## [Exercise description]
Take every line from the listing below that contains "layer".

## [Records provided]

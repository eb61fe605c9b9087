use tracing_subscriber::{
    fmt::format::Format, layer::SubscriberExt, util::SubscriberInitExt, EnvFilter,
};

const DEFAULT_FILTER: &str = "filegate=debug,tower_http=debug";

/// Initialize tracing.
///
/// Console output is compact during development; production emits one JSON
/// object per event. `RUST_LOG` overrides the default filter.
pub fn init_telemetry(production: bool) -> Result<(), anyhow::Error> {
    let filter =
        EnvFilter::try_from_default_env().unwrap_or_else(|_| EnvFilter::new(DEFAULT_FILTER));

    if production {
        tracing_subscriber::registry()
            .with(filter)
            .with(tracing_subscriber::fmt::layer().json())
            .try_init()?;
    } else {
        let console_fmt = tracing_subscriber::fmt::layer().event_format(
            Format::default()
                .compact()
                .with_target(false)
                .without_time(),
        );
        tracing_subscriber::registry()
            .with(filter)
            .with(console_fmt)
            .try_init()?;
    }

    Ok(())
}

## [Final answer]
    fmt::format::Format, layer::SubscriberExt, util::SubscriberInitExt, EnvFilter,
            .with(tracing_subscriber::fmt::layer().json())
        let console_fmt = tracing_subscriber::fmt::layer().event_format(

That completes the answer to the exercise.